PMSSteripack Flat Sterilization Pouch (FP) and Roll (FL) with Chemical Indicator
K-Number: K162362 · 2017-10-13
Device Summary
Frequently Asked Questions
What is the PMSSteripack Flat Sterilization Pouch (FP) and Roll (FL) with Chemical Indicator?
PMSSteripack Flat Sterilization Pouch (FP) and Roll (FL) with Chemical Indicator is a medical device that received FDA 510(k) clearance on 2017-10-13. It is manufactured by Pms Tibbi Cihazlar Teknolojisi San VE Tic AS. The 510(k) number is K162362.

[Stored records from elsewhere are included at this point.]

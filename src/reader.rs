//! The top-level entry point: opens a PBF file, manages its sibling `.idx` file, and drives a parse.

use crate::config::ParseConfig;
use crate::elements::Consumer;
use crate::error::Error;
use crate::frame::FrameReader;
use crate::index::BlobIndex;
use crate::orchestrator::{self, Trigger};

use log::{debug, warn};

use std::fs::File;
use std::io::{BufReader, BufWriter};
use std::path::{Path, PathBuf};
use std::sync::{Arc, Mutex};

fn index_path_for(source: &Path) -> PathBuf {
    let mut path = source.as_os_str().to_owned();
    path.push(".idx");
    PathBuf::from(path)
}

/// Reads and optionally indexes a single OSM PBF file.
///
/// Construction via [`PbfDecoder::open`] autoloads a sibling `<path>.idx` index if one exists; a
/// successful, indexing-enabled [`parse`](Self::parse) autosaves it back out. Both conventions are
/// plain best-effort wrappers around [`BlobIndex::read_from`]/[`write_to`](BlobIndex::write_to) —
/// explicit control remains available through [`load_index`](Self::load_index) and
/// [`save_index`](Self::save_index).
pub struct PbfDecoder {
    path: PathBuf,
    frame: Arc<Mutex<FrameReader<BufReader<File>>>>,
    index: Mutex<Arc<BlobIndex>>,
}

impl PbfDecoder {
    /// Opens `path`, autoloading a sibling `.idx` file if present.
    pub fn open<P: AsRef<Path>>(path: P) -> Result<Self, Error> {
        let path = path.as_ref().to_path_buf();
        let file = File::open(&path)?;
        let frame = FrameReader::new(BufReader::new(file));

        let index = match Self::load_index(&path) {
            Ok(Some(index)) => {
                debug!("autoloaded index from {}", index_path_for(&path).display());
                index
            }
            Ok(None) => BlobIndex::new(),
            Err(e) => {
                warn!("failed to autoload index for {}: {e}", path.display());
                return Err(e);
            }
        };

        Ok(Self {
            path,
            frame: Arc::new(Mutex::new(frame)),
            index: Mutex::new(Arc::new(index)),
        })
    }

    /// The `BlobIndex` built up so far (empty until a parse with indexing enabled has run, unless
    /// autoloaded on [`open`](Self::open)).
    pub fn index(&self) -> Arc<BlobIndex> {
        Arc::clone(&self.index.lock().unwrap())
    }

    /// Runs a full parse against `consumer` per `config`, with no breakpoint triggers registered.
    pub fn parse<C>(&self, consumer: Arc<C>, config: &ParseConfig) -> Result<(), Error>
    where
        C: Consumer + 'static,
    {
        self.parse_with_triggers(consumer, config, Vec::new())
    }

    /// Runs a full parse, invoking every registered trigger once per breakpoint reached, in
    /// ascending breakpoint order, once the feeder has drained all in-flight work up to it.
    pub fn parse_with_triggers<C>(&self, consumer: Arc<C>, config: &ParseConfig, triggers: Vec<Trigger>) -> Result<(), Error>
    where
        C: Consumer + 'static,
    {
        // Breakpoints always come from whatever index is already on hand (autoloaded or built by
        // a previous pass): a fresh, indexing pass rebuilds its own index from scratch rather than
        // appending to that one, so the fresh index itself has no breakpoints yet to offer.
        let breakpoints = self.index.lock().unwrap().breakpoints();

        let index = if config.indexing {
            Arc::new(BlobIndex::new())
        } else {
            Arc::clone(&self.index.lock().unwrap())
        };

        orchestrator::parse(
            Arc::clone(&self.frame),
            Arc::clone(&index),
            consumer,
            config.queue_size,
            config.worker_count,
            config.skip_header_check,
            config.indexing,
            breakpoints,
            triggers,
        )?;

        if config.indexing {
            *self.index.lock().unwrap() = Arc::clone(&index);
            self.save_index(&self.path)?;
        }

        Ok(())
    }

    /// Parses a single blob at `offset` on the calling thread, bypassing the feeder/worker pipeline.
    pub fn parse_blob<C: Consumer>(&self, consumer: &C, offset: u64) -> Result<(), Error> {
        orchestrator::parse_blob(&self.frame, consumer, offset)
    }

    /// Explicitly loads an index from `path`, returning `Ok(None)` if no such file exists.
    pub fn load_index(source_path: &Path) -> Result<Option<BlobIndex>, Error> {
        let index_path = index_path_for(source_path);
        match File::open(&index_path) {
            Ok(file) => Ok(Some(BlobIndex::read_from(BufReader::new(file))?)),
            Err(e) if e.kind() == std::io::ErrorKind::NotFound => Ok(None),
            Err(e) => Err(e.into()),
        }
    }

    /// Explicitly saves the current index to `<source_path>.idx`.
    pub fn save_index(&self, source_path: &Path) -> Result<(), Error> {
        let index_path = index_path_for(source_path);
        let file = File::create(&index_path)?;
        self.index.lock().unwrap().write_to(BufWriter::new(file))?;
        debug!("autosaved index to {}", index_path.display());
        Ok(())
    }
}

When was PMSSteripack Flat Sterilization Pouch (FP) and Roll (FL) with Chemical Indicator approved by the FDA?
PMSSteripack Flat Sterilization Pouch (FP) and Roll (FL) with Chemical Indicator received FDA 510(k) clearance on 2017-10-13, under approval number K162362.
What company makes PMSSteripack Flat Sterilization Pouch (FP) and Roll (FL) with Chemical Indicator?

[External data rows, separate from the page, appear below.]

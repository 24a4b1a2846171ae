//! Drives the feeder/worker pipeline that turns a byte source into consumer callbacks.
//!
//! One feeder thread owns the byte source and reads blobs strictly in order; a pool of worker
//! threads decompresses and decodes them in parallel. The calling thread blocks until both have
//! finished and then surfaces the first error observed, the way the teacher crate's examples hand
//! off work to a thread pool rather than reaching for an async runtime.

use crate::decode::decode_primitive_block;
use crate::decompress::{BlobDecoder, DecodedBlock};
use crate::elements::Consumer;
use crate::error::{Error, FormatError};
use crate::frame::{BlockType, FrameReader};
use crate::index::BlobIndex;

use crossbeam_channel::bounded;
use log::{debug, error, warn};

use std::io::Read;
use std::sync::atomic::{AtomicBool, Ordering};
use std::sync::{Arc, Condvar, Mutex};

/// Invoked once per breakpoint the feeder reaches, with `(breakpoint_index, offset)`. Every
/// registered trigger fires at every breakpoint it's reached, in ascending breakpoint order.
pub type Trigger = Box<dyn Fn(usize, u64) + Send + Sync>;

const REQUIRED_FEATURES: &[&str] = &["OsmSchema-V0.6", "DenseNodes"];

struct Outstanding {
    count: Mutex<u64>,
    drained: Condvar,
    failed: AtomicBool,
}

impl Outstanding {
    fn new() -> Self {
        Self {
            count: Mutex::new(0),
            drained: Condvar::new(),
            failed: AtomicBool::new(false),
        }
    }

    fn increment(&self) {
        *self.count.lock().unwrap() += 1;
    }

    fn decrement_and_notify(&self) {
        let mut count = self.count.lock().unwrap();
        *count -= 1;
        if *count == 0 {
            self.drained.notify_all();
        }
    }

    /// Records that a worker or the feeder hit an error, and wakes anyone waiting on
    /// `wait_until_drained` so the pipeline doesn't block forever on work that will now never
    /// be drained (workers that errored out have already stopped consuming the queue).
    fn mark_failed(&self) {
        self.failed.store(true, Ordering::SeqCst);
        self.drained.notify_all();
    }

    fn has_failed(&self) -> bool {
        self.failed.load(Ordering::SeqCst)
    }

    fn wait_until_drained(&self) {
        let guard = self.count.lock().unwrap();
        let _guard = self
            .drained
            .wait_while(guard, |count| *count != 0 && !self.failed.load(Ordering::SeqCst))
            .unwrap();
    }
}

/// Runs a full parse: validates the `OSMHeader` block (unless skipped), then drives the
/// feeder/worker pipeline over the remainder of the input until end-of-stream or the first error.
pub fn parse<R, C>(
    frame: Arc<Mutex<FrameReader<R>>>,
    index: Arc<BlobIndex>,
    consumer: Arc<C>,
    queue_size: usize,
    worker_count: usize,
    skip_header_check: bool,
    indexing: bool,
    breakpoints: Vec<u64>,
    triggers: Vec<Trigger>,
) -> Result<(), Error>
where
    R: Read + Send + 'static,
    C: Consumer + 'static,
{
    if !skip_header_check && !check_header(&frame, &index, indexing)? {
        debug!("empty input, nothing to parse");
        return Ok(());
    }

    let (blob_tx, blob_rx) = bounded::<(usize, crate::frame::RawBlob)>(queue_size.max(1));
    let (error_tx, error_rx) = bounded::<Error>(1);
    let outstanding = Arc::new(Outstanding::new());
    let triggers = Arc::new(triggers);

    let feeder = {
        let frame = Arc::clone(&frame);
        let index = Arc::clone(&index);
        let outstanding = Arc::clone(&outstanding);
        let error_tx = error_tx.clone();
        let triggers = Arc::clone(&triggers);

        std::thread::spawn(move || {
            let mut next_breakpoint = 0usize;

            loop {
                if outstanding.has_failed() {
                    break;
                }

                let next = {
                    let mut frame = frame.lock().unwrap();
                    frame.read_blob()
                };

                match next {
                    Ok(None) => break,
                    Ok(Some(raw)) => {
                        let blob_index = if indexing { index.push_blob(raw.start, raw.size) } else { 0 };
                        outstanding.increment();

                        let at_breakpoint =
                            next_breakpoint < breakpoints.len() && raw.start == breakpoints[next_breakpoint];
                        let breakpoint_offset = raw.start;

                        if blob_tx.send((blob_index, raw)).is_err() {
                            break;
                        }

                        if at_breakpoint {
                            outstanding.wait_until_drained();
                            for trigger in triggers.iter() {
                                trigger(next_breakpoint, breakpoint_offset);
                            }
                            next_breakpoint += 1;
                        }
                    }
                    Err(e) => {
                        let _ = error_tx.try_send(e);
                        outstanding.mark_failed();
                        break;
                    }
                }
            }

            drop(blob_tx);
        })
    };

    let pool = threadpool::ThreadPool::new(worker_count.max(1));
    for _ in 0..worker_count.max(1) {
        let blob_rx = blob_rx.clone();
        let index = Arc::clone(&index);
        let consumer = Arc::clone(&consumer);
        let error_tx = error_tx.clone();
        let outstanding = Arc::clone(&outstanding);

        pool.execute(move || {
            let mut decoder = BlobDecoder::default();

            while let Ok((blob_index, raw)) = blob_rx.recv() {
                let result = decode_blob(&mut decoder, &raw, &*consumer, &index, blob_index, indexing);
                outstanding.decrement_and_notify();

                if let Err(e) = result {
                    let _ = error_tx.try_send(e);
                    outstanding.mark_failed();
                    break;
                }
            }
        });
    }

    feeder.join().expect("feeder thread panicked");
    pool.join();
    drop(blob_rx);

    match error_rx.try_recv() {
        Ok(e) => {
            error!("parse aborted: {e}");
            Err(e)
        }
        Err(_) => {
            debug!("parse completed with {} blobs indexed", index.len());
            Ok(())
        }
    }
}

fn decode_blob<C: Consumer>(
    decoder: &mut BlobDecoder,
    raw: &crate::frame::RawBlob,
    consumer: &C,
    index: &BlobIndex,
    blob_index: usize,
    indexing: bool,
) -> Result<(), Error> {
    match decoder.decode(raw)? {
        DecodedBlock::Primitive(block) => {
            let groups = decode_primitive_block(&block, consumer, indexing)?;
            if indexing {
                for group in groups {
                    index.record_group(blob_index, group);
                }
            }
            Ok(())
        }
        DecodedBlock::Header(_) => {
            warn!("unexpected OSMHeader block at offset {} after initial header check", raw.start);
            Ok(())
        }
        DecodedBlock::Unknown => Ok(()),
    }
}

/// Reads and validates the leading `OSMHeader` blob. Returns `Ok(false)` on a clean empty input
/// (no blobs at all), in which case the caller should treat the parse as already complete.
fn check_header<R: Read>(frame: &Arc<Mutex<FrameReader<R>>>, index: &Arc<BlobIndex>, indexing: bool) -> Result<bool, Error> {
    let raw = {
        let mut frame = frame.lock().unwrap();
        match frame.read_blob()? {
            Some(raw) => raw,
            None => return Ok(false),
        }
    };

    if raw.block_type != BlockType::Header {
        return Err(FormatError::InvalidData("expected the first blob to be an OSMHeader block".to_string()).into());
    }

    let mut decoder = BlobDecoder::default();
    match decoder.decode(&raw)? {
        DecodedBlock::Header(header) => {
            for feature in &header.required_features {
                if !REQUIRED_FEATURES.contains(&feature.as_str()) {
                    return Err(Error::UnsupportedFeature(feature.clone()));
                }
            }
        }
        _ => return Err(FormatError::InvalidData("OSMHeader blob did not decode as a header block".to_string()).into()),
    }

    if indexing {
        index.push_blob(raw.start, raw.size);
    }

    Ok(true)
}

/// Parses exactly one blob at `offset`, synchronously on the calling thread. Used for index-driven
/// random access; does not touch the index or run the breakpoint machinery.
pub fn parse_blob<R, C>(frame: &Arc<Mutex<FrameReader<R>>>, consumer: &C, offset: u64) -> Result<(), Error>
where
    R: Read + std::io::Seek,
    C: Consumer,
{
    let raw = {
        let mut frame = frame.lock().unwrap();
        frame.seek_to_offset(offset)?;
        frame.read_blob()?.ok_or(Error::Truncated)?
    };

    let mut decoder = BlobDecoder::default();
    if let DecodedBlock::Primitive(block) = decoder.decode(&raw)? {
        decode_primitive_block(&block, consumer, false)?;
    }

    Ok(())
}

PMSSteripack Flat Sterilization Pouch (FP) and Roll (FL) with Chemical Indicator is manufactured by Pms Tibbi Cihazlar Teknolojisi San VE Tic AS.

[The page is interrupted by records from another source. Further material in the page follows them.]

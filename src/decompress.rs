//! Decompressing a [`RawBlob`] into a decoded [`pbf::HeaderBlock`] or [`pbf::PrimitiveBlock`].
//!
//! This holds no shared state, so each worker thread owns its own [`BlobDecoder`] (the way the
//! teacher crate's `BlockParser` is documented to be made thread-local) to reuse its scratch
//! buffer across blobs without repeated allocation.

use crate::error::{Error, FormatError};
use crate::frame::{BlockType, RawBlob};
use crate::pbf;

use prost::Message;

#[cfg(feature = "flate2")]
use flate2::read::ZlibDecoder;
#[cfg(feature = "flate2")]
use std::io::Read;

/// Result of [`BlobDecoder::decode`].
pub enum DecodedBlock {
    Header(pbf::HeaderBlock),
    Primitive(pbf::PrimitiveBlock),
    Unknown,
}

/// Decompresses a `Blob`'s payload into the preallocated `output` buffer.
pub trait Decompressor {
    fn decompress(zlib_data: &[u8], output: &mut Vec<u8>) -> Result<(), Error>;
}

/// The default decompressor. Supports zlib if the `flate2` feature is enabled (on by default);
/// any other compression method, and zlib itself with the feature disabled, is unsupported.
pub struct DefaultDecompressor;

impl Decompressor for DefaultDecompressor {
    #[cfg(feature = "flate2")]
    fn decompress(zlib_data: &[u8], output: &mut Vec<u8>) -> Result<(), Error> {
        let mut decoder = ZlibDecoder::new(zlib_data);
        decoder.read_to_end(output).map_err(|_| FormatError::InvalidBlobData)?;
        Ok(())
    }

    #[cfg(not(feature = "flate2"))]
    fn decompress(_zlib_data: &[u8], _output: &mut Vec<u8>) -> Result<(), Error> {
        Err(Error::UnsupportedCompression)
    }
}

/// Decompressor and protobuf decoder with an internal scratch buffer for decompressed bytes.
///
/// When multiple worker threads decode blobs in parallel, each should own its own `BlobDecoder`
/// so the scratch buffer stays warm without being shared (and thus without contention).
pub struct BlobDecoder<D: Decompressor = DefaultDecompressor> {
    scratch: Vec<u8>,
    decompressor: std::marker::PhantomData<D>,
}

impl Default for BlobDecoder {
    fn default() -> Self {
        BlobDecoder::<DefaultDecompressor>::new()
    }
}

impl<D: Decompressor> BlobDecoder<D> {
    pub fn new() -> Self {
        Self {
            scratch: Vec::new(),
            decompressor: std::marker::PhantomData,
        }
    }

    /// Decompresses and decodes `raw`, returning a header block, a primitive block, or
    /// `Unknown` for any blob type this crate does not interpret.
    pub fn decode(&mut self, raw: &RawBlob) -> Result<DecodedBlock, Error> {
        let blob = pbf::Blob::decode(&*raw.data)?;

        let expected_raw_size = blob.raw_size.map(|n| n as usize);

        self.scratch.clear();
        match blob.data {
            Some(pbf::blob::Data::Raw(raw_data)) => self.scratch.extend_from_slice(&raw_data),
            Some(pbf::blob::Data::ZlibData(zlib_data)) => {
                if let Some(size) = expected_raw_size {
                    self.scratch.reserve(size);
                }
                D::decompress(&zlib_data, &mut self.scratch)?;
            }
            Some(pbf::blob::Data::Lz4Data(_))
            | Some(pbf::blob::Data::LzmaData(_))
            | Some(pbf::blob::Data::ZstdData(_))
            | Some(pbf::blob::Data::ObsoleteBzip2Data(_)) => {
                return Err(Error::UnsupportedCompression);
            }
            None => return Err(FormatError::InvalidBlobData.into()),
        }

        if let Some(expected) = expected_raw_size {
            if expected != self.scratch.len() {
                return Err(FormatError::SizeMismatch {
                    expected,
                    actual: self.scratch.len(),
                }
                .into());
            }
        }

        match raw.block_type {
            BlockType::Header => Ok(DecodedBlock::Header(pbf::HeaderBlock::decode(&*self.scratch)?)),
            BlockType::Data => Ok(DecodedBlock::Primitive(pbf::PrimitiveBlock::decode(&*self.scratch)?)),
            BlockType::Unknown => Ok(DecodedBlock::Unknown),
        }
    }
}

What is the FDA product code for PMSSteripack Flat Sterilization Pouch (FP) and Roll (FL) with Chemical Indicator?
The FDA product code for PMSSteripack Flat Sterilization Pouch (FP) and Roll (FL) with Chemical Indicator is FRG.
Related Devices (Code: FRG)
Official Source
View on FDA Database →Data sourced from FDA Open API. For the most current and authoritative information, always refer to the official record.